> Task description
Return, from the lines below, each one that includes the word "crate".

> Dataset records
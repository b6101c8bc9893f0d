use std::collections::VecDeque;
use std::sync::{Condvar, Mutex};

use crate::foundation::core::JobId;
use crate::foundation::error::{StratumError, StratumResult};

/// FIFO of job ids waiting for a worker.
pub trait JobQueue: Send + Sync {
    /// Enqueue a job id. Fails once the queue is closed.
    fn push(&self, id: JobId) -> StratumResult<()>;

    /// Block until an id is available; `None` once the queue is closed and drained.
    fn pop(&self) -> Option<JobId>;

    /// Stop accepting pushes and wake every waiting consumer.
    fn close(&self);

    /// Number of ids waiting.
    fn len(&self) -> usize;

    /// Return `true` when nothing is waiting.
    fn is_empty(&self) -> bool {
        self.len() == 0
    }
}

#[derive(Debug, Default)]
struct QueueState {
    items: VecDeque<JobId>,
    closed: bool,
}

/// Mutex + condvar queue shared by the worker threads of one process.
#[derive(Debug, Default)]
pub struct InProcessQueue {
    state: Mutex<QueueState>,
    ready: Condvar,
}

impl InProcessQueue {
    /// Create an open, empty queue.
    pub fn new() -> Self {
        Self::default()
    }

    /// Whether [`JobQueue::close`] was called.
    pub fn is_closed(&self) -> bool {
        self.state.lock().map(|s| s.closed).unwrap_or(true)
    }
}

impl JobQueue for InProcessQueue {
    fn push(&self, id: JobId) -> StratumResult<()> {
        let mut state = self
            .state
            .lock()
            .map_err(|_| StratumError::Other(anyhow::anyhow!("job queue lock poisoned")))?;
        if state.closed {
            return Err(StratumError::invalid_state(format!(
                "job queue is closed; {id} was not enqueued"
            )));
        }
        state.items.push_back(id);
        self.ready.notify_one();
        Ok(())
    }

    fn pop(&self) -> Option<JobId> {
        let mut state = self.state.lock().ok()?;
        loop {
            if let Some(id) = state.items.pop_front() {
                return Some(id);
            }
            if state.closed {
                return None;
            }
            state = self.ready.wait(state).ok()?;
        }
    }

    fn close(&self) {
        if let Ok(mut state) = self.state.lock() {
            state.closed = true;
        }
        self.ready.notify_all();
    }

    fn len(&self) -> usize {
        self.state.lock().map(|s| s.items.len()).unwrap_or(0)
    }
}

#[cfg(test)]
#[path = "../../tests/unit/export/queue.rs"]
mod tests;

> Completed exercise
use crate::foundation::core::JobId;
use crate::foundation::error::{StratumError, StratumResult};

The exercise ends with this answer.